Description of the task: A line belongs in the answer if it contains "pattern"; copy every such line from the entries below.

[Collected data]
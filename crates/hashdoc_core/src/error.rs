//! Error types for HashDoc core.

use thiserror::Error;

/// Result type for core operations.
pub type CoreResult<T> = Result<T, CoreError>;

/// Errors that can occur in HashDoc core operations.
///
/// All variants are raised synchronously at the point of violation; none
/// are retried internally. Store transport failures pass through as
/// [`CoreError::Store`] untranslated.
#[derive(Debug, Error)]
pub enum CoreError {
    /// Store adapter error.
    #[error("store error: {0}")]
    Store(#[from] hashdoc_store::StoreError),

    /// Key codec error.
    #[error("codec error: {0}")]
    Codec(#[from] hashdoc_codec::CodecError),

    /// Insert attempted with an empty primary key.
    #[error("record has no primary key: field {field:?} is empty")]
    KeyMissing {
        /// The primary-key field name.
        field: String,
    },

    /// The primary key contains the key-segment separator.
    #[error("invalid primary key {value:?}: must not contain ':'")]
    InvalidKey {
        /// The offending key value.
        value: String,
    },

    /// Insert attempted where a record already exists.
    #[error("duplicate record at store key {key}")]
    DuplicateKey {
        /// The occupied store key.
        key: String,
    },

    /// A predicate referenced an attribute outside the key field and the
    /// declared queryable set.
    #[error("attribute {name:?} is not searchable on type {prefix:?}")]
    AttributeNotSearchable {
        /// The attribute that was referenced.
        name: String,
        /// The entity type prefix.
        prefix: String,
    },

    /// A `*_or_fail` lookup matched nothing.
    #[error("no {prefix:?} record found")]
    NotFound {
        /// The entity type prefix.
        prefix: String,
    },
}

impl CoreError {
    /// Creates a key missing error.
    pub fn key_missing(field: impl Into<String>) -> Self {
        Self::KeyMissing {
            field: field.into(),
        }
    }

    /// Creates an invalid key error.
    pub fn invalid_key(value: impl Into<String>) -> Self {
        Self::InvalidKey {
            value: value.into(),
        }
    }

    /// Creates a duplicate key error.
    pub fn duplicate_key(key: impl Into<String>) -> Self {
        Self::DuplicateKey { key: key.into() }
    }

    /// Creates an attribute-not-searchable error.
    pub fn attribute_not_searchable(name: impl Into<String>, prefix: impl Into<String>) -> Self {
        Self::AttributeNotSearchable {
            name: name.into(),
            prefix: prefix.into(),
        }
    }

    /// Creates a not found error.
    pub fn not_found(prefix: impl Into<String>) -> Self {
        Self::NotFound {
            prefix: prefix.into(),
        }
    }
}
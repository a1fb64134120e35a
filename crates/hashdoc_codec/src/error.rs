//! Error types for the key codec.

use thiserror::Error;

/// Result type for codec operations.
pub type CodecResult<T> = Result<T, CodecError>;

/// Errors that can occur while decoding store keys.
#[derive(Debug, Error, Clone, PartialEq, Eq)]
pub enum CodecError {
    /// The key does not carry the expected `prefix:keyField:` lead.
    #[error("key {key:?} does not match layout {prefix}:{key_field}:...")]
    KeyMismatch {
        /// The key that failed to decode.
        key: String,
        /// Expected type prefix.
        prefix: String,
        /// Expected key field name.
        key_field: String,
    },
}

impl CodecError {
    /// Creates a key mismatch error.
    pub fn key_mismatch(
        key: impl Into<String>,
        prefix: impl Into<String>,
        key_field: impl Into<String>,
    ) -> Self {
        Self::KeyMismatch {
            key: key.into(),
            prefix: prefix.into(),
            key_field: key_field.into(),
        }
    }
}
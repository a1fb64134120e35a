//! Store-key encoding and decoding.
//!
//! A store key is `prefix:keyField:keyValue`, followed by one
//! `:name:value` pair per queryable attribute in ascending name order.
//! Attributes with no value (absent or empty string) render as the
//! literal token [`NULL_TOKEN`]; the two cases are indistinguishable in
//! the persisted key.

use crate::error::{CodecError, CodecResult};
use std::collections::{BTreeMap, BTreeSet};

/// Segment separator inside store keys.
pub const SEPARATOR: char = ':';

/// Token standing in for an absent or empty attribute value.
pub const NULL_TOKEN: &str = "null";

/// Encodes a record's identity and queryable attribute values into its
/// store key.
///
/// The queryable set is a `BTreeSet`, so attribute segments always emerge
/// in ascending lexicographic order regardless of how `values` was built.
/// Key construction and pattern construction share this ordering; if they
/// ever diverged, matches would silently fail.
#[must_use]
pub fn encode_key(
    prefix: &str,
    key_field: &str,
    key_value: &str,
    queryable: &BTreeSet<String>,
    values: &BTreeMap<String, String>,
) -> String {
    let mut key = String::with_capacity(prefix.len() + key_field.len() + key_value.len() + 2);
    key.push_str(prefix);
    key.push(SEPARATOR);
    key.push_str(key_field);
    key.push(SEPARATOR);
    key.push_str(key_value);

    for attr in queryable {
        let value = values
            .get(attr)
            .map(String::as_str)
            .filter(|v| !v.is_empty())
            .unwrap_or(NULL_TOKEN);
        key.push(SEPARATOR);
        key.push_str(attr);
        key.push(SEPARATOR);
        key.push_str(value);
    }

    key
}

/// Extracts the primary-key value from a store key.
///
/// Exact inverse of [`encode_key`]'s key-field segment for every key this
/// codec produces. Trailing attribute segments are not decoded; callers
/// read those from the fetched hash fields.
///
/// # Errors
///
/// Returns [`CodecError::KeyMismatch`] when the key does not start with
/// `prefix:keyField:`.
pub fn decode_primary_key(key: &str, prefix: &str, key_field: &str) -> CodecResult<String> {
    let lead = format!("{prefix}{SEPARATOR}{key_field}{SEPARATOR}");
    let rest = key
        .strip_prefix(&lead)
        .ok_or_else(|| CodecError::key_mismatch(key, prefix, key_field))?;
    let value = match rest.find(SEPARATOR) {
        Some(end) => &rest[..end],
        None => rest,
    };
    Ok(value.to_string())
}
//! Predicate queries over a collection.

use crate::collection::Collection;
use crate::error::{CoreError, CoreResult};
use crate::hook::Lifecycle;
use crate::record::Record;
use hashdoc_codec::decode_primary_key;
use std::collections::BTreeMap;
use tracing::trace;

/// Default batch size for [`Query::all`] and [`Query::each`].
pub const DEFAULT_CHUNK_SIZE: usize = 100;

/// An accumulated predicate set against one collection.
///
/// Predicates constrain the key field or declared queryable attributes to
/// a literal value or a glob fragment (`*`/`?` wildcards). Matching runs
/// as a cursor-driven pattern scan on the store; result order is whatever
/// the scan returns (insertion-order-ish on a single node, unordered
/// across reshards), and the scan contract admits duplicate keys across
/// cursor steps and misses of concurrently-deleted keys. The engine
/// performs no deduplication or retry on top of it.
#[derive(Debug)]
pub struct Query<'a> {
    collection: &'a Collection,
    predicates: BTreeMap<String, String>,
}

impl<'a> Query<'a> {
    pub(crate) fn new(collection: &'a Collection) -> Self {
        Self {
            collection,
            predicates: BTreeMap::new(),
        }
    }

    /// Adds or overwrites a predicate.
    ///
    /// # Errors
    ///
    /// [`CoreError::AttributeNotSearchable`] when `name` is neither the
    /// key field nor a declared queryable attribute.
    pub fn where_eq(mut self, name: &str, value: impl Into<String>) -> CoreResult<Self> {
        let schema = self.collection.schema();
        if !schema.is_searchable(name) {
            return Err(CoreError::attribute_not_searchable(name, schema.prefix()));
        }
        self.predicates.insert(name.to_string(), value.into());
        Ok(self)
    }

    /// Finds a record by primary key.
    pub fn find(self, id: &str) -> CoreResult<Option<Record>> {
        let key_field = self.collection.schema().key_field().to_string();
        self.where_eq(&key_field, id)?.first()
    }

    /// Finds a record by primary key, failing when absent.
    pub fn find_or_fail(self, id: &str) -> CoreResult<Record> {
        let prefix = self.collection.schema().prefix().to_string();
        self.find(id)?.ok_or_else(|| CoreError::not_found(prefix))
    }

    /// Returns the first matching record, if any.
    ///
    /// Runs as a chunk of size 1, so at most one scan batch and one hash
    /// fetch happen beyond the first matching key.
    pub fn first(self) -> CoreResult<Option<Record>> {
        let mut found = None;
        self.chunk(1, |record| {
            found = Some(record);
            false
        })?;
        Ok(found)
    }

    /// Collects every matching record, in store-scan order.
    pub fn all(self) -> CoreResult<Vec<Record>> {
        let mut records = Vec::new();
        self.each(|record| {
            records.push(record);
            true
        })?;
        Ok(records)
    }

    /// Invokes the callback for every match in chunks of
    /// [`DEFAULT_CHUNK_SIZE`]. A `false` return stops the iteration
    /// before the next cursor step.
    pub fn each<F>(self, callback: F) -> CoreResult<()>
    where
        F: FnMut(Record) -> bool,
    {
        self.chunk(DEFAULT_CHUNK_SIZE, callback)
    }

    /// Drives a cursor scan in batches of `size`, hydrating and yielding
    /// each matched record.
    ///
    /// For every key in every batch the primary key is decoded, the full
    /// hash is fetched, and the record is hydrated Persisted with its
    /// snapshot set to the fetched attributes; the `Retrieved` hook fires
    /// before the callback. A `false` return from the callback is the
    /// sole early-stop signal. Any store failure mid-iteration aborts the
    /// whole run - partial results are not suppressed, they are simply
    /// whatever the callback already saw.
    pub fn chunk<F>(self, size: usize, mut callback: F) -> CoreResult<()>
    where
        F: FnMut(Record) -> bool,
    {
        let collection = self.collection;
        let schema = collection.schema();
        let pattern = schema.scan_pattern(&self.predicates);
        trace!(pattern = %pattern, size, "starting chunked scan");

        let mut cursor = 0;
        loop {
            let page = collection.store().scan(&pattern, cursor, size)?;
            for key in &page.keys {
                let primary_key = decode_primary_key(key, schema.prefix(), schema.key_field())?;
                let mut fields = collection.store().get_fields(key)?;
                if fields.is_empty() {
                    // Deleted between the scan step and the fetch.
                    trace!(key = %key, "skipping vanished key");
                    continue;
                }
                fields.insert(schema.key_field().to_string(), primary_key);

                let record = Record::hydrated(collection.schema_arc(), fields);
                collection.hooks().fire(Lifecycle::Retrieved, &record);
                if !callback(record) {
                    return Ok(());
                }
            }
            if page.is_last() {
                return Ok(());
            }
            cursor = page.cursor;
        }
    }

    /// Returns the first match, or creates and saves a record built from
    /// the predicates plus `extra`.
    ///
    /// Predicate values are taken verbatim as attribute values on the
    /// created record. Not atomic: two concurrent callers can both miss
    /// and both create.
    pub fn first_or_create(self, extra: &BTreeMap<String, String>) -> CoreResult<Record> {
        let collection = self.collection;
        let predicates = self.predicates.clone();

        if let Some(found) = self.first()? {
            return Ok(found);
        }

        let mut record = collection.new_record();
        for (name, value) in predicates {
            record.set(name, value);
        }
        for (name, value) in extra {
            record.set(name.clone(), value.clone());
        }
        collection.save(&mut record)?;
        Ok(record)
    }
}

...

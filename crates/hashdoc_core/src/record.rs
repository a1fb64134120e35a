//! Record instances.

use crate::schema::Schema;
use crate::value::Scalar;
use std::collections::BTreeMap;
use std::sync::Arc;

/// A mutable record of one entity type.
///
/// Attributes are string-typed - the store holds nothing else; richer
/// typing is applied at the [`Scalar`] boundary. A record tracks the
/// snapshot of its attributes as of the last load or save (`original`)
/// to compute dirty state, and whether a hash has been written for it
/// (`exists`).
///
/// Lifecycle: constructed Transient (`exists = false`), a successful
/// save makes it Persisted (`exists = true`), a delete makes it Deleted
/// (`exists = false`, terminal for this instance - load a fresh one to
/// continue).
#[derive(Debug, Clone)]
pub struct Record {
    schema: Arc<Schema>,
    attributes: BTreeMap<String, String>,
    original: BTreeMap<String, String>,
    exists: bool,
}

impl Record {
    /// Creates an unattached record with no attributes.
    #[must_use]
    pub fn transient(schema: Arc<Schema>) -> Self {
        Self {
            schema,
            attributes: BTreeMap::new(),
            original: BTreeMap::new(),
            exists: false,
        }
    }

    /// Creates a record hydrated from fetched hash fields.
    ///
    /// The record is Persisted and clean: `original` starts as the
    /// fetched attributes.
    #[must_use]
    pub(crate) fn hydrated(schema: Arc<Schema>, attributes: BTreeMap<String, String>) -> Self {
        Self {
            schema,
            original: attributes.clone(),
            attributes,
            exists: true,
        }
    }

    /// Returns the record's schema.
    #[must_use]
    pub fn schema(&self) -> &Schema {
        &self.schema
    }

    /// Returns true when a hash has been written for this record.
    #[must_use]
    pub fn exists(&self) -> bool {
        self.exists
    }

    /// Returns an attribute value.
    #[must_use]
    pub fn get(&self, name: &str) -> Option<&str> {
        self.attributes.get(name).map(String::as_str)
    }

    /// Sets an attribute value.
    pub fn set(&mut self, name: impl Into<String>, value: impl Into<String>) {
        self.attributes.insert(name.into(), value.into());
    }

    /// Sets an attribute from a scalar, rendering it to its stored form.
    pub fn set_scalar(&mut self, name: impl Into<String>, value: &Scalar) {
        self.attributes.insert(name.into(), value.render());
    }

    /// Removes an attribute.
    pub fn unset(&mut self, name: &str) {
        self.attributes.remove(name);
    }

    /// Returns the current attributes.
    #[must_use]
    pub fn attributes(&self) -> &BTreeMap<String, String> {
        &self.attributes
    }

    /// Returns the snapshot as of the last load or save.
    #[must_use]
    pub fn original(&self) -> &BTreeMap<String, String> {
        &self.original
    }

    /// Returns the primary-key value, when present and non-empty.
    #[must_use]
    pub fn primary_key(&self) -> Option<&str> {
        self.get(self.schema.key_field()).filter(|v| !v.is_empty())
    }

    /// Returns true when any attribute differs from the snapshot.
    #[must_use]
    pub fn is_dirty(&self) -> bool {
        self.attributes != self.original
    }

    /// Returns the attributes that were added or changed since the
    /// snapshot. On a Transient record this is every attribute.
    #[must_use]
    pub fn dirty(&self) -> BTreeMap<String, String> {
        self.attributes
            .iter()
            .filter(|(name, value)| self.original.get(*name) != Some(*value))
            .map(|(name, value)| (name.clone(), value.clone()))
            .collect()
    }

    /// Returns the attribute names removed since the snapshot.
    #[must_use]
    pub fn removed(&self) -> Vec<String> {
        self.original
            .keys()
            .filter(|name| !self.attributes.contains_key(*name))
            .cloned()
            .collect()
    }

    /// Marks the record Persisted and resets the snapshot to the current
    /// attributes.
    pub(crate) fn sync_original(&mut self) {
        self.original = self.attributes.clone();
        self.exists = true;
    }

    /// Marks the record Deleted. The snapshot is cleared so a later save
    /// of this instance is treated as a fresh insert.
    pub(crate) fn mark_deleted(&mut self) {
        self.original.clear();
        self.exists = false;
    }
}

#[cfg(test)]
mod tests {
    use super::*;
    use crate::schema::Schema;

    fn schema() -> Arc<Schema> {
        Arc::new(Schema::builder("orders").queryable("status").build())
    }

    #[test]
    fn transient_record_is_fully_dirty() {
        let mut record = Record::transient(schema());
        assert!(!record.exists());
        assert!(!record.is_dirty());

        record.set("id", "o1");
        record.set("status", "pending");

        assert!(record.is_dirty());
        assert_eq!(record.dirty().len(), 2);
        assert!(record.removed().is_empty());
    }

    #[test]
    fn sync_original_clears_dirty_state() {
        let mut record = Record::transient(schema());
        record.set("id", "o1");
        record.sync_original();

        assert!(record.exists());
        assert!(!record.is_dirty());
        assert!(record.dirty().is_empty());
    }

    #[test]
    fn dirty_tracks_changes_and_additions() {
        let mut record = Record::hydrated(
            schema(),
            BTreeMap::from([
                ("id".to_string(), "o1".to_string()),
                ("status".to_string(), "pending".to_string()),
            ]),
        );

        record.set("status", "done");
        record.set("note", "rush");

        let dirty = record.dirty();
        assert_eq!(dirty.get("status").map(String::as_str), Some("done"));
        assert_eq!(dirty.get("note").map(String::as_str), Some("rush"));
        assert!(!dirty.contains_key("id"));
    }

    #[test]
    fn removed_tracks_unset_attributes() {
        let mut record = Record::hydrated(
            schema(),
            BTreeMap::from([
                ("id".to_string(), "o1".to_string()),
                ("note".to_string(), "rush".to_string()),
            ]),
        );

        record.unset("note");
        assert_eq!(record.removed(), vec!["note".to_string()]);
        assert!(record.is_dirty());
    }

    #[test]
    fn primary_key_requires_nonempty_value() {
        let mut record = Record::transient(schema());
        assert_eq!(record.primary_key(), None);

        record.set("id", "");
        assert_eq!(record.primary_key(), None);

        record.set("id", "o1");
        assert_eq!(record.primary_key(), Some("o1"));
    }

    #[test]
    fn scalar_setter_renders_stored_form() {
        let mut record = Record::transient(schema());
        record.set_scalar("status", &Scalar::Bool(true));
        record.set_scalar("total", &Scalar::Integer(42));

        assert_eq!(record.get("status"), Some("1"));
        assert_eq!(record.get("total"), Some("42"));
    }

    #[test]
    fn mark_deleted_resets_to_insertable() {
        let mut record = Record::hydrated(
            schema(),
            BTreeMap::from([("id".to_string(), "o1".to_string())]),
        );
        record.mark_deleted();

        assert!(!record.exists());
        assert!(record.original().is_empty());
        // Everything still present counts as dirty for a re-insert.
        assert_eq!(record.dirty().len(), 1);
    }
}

Task solution:
/// Key construction and pattern construction share this ordering; if they
/// as a cursor-driven pattern scan on the store; result order is whatever
        let pattern = schema.scan_pattern(&self.predicates);
        trace!(pattern = %pattern, size, "starting chunked scan");
            let page = collection.store().scan(&pattern, cursor, size)?;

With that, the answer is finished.